In fact, barley was abandoned a long time ago on Iceland but in the last couple decades it’s made a comeback and has actually become a valuable crop for farmers there.

Refuges: NZ, UK, AU, IR

But let’s say the fit really hits the shan and massive waves of climate refugees cause societies to collapse. Then you might want to find a lifeboat country. A lifeboat country, according to this report, is a country with good climate protection plans but are also geographically isolated and somewhat self-sustaining.
Good examples of this are New Zealand, the United Kingdom, Australia, and Ireland.
Ireland has a 125-billion Euro plan to combat climate change.  More importantly, only 2 percent of the Irish economy depends on agriculture, which makes the country less vulnerable than its peers.

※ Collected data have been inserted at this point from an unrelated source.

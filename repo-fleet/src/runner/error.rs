//! Runner error types.

use crate::config::ConfigError;
use crate::discovery::DiscoveryError;
use crate::forge::{ForgeError, ListingError};
use crate::report::ReportError;

/// Errors that abort a command.
#[derive(Debug, thiserror::Error)]
pub enum RunnerError {
    /// Configuration loading errors.
    #[error(transparent)]
    Config(#[from] ConfigError),

    /// The fleet root could not be scanned.
    #[error(transparent)]
    Discovery(#[from] DiscoveryError),

    /// The organization could not be enumerated.
    #[error(transparent)]
    Listing(#[from] ListingError),

    /// GitHub API client initialization errors.
    #[error(transparent)]
    Forge(#[from] ForgeError),

    /// Report rendering errors.
    #[error(transparent)]
    Report(#[from] ReportError),

    /// A forge command was run without an organization.
    #[error("No organization configured; pass --org or set `org` in the config file")]
    MissingOrg,
}
//! On-disk `fleet.toml` layout.

use serde::Deserialize;
use std::path::PathBuf;

/// Raw contents of a `fleet.toml` file. Every key is optional.
#[derive(Debug, Clone, Default, Deserialize)]
#[serde(rename_all = "kebab-case")]
pub(crate) struct ConfigFile {
    /// Directory whose immediate children are scanned for repositories.
    pub root: Option<PathBuf>,

    /// GitHub organization audited by `analyze` and `pages`.
    pub org: Option<String>,

    /// How many recent failed runs are counted per workflow.
    pub run_window: Option<u8>,

    /// Repositories requested from the organization listing.
    pub page_size: Option<u8>,

    /// Worker count used when running in parallel.
    pub workers: Option<usize>,

    /// Per external call timeout.
    pub timeout_secs: Option<u64>,

    /// Workflow file whose presence declares a Pages deployment.
    pub pages_workflow: Option<String>,

    /// Workflow names tallied by `analyze`.
    pub categories: Option<Vec<String>>,

    /// GitHub Enterprise API base URL.
    pub api_url: Option<String>,
}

Then you’ve got Australia on the other side of things, they’ve so far not done much to mitigate climate change, but geographically they’re in a good place.
I should note that plenty of countries in Africa and South America have done amazing things in their climate efforts. Just their locations kept them off the top of this list.

Developing Countries

Which kinda brings me around to the most important point. Some places are just going to suffer more than others. And most of those are the poorer parts of the world.
Like this whole time I’ve been saying “maybe you should move here” or “This place might be better” but that’s just not an option for a lot of people.
Moving is not cheap. The ability to do it is kind-of a privilege.
And just to pile on to the point, these are the people who have contributed the least to the problem, but they’re going to suffer the most.
But then there are weird knock on effects that could be both a blessing and a curse. Like Greenland.

A Greener Greenland?

I considered putting Greenland on the list of refuge countries. Because as its ice melts, more farmland is going to open up. Meaning someday Greenland might actually be green.
Right now only 2 of every 10,000 acres of land on Greenland is good for farming.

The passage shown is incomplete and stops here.